Anand Khosla ignores this distinction. The ownership of software in an LLP is governed by Section 17 of the Copyright Act (first owner) and the LLP Act. Neither statute confers exclusive jurisdiction on a civil court to decide ownership disputes between partners. There is no “special statute” here that excludes arbitration, unlike the DRT Act in Booz Allen or the Rent Control Acts discussed in Vidya Drolia.

Implications and Conclusion

The Anand Khosla decision is a step backward that encourages parties to manufacture reasons to avoid arbitration. By allowing respondents to argue that tribunals cannot decide IP ownership, the ruling forces disputes into slow civil courts. This harms the startup ecosystem, where Founders Agreements rely heavily on IP. If an arbitrator cannot determine who owns the technology when founders split, the arbitration clause becomes useless, defeating the very purpose of choosing alternative dispute resolution.

The High Court has created a paradox where one can arbitrate a contract breach but not the ownership of the asset within it. Instead of clarifying the law, the Court supported the tribunal’s refusal to act. This contradicts the SC’s vision in Vidya Drolia of arbitration as a “one-stop” solution.
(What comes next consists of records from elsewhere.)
//! Database seeder.
//!
//! Populates the products table with a fixed demo catalog. Existing rows are
//! cleared first so the seeder is idempotent.

use catalog_api::{ApiError, ApiResult, DbConfig, PgRecordStore, RecordStore};
use catalog_core::ItemDraft;

const PRODUCTS: &[(&str, f64)] = &[
    ("iPhone 15 Pro", 1199.99),
    ("MacBook Air M2", 1099.99),
    ("Samsung Galaxy S24", 899.99),
    ("iPad Air", 599.99),
    ("Dell XPS 13", 999.99),
    ("Sony WH-1000XM5", 349.99),
    ("Nintendo Switch", 299.99),
    ("Apple Watch Series 9", 399.99),
    ("Lenovo ThinkPad X1", 1299.99),
    ("AirPods Pro", 249.99),
    ("Samsung 4K Monitor", 399.99),
    ("Logitech MX Master 3", 99.99),
    ("Mechanical Keyboard", 149.99),
    ("Webcam HD 1080p", 79.99),
    ("External SSD 1TB", 119.99),
    ("Gaming Chair", 299.99),
    ("Standing Desk", 499.99),
    ("Wireless Charger", 39.99),
    ("Bluetooth Speaker", 89.99),
    ("USB-C Hub", 59.99),
];

#[tokio::main]
async fn main() -> ApiResult<()> {
    tracing_subscriber::fmt()
        .with_env_filter(
            tracing_subscriber::EnvFilter::try_from_default_env()
                .unwrap_or_else(|_| "info".into()),
        )
        .init();

    let db_config = DbConfig::from_env();
    let pool = db_config.create_pool()?;
    let store = PgRecordStore::new(pool.clone());

    tracing::info!("connecting to database");
    store
        .ensure_schema()
        .await
        .map_err(|e| ApiError::database_error(format!("Schema setup failed: {}", e)))?;

    let conn = pool
        .get()
        .await
        .map_err(|e| ApiError::database_error(format!("Connection failed: {}", e)))?;

    let row = conn
        .query_one("SELECT COUNT(*) FROM products", &[])
        .await
        .map_err(|e| ApiError::database_error(e.to_string()))?;
    let existing: i64 = row.get(0);
    if existing > 0 {
        tracing::info!(existing, "clearing existing products");
        conn.execute("TRUNCATE products", &[])
            .await
            .map_err(|e| ApiError::database_error(e.to_string()))?;
    }
    drop(conn);

    tracing::info!("seeding products");
    for (name, price) in PRODUCTS {
        store
            .insert(ItemDraft {
                name: name.to_string(),
                price: *price,
                category: None,
                description: None,
            })
            .await?;
    }

    tracing::info!(count = PRODUCTS.len(), "seeding complete");
    Ok(())
}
The ruling suggests that whenever intangible assets are involved, arbitration is merely a prelude to inevitable civil litigation rather than a final resolution.

The best scenario would have been for the High Court to set aside the specific finding on non-arbitrability and remand the matter or clarify the legal position while upholding the result on evidentiary grounds.

* I would like to thank Daanish Naithani and Kartik Sharma for their valuable comments and suggestions.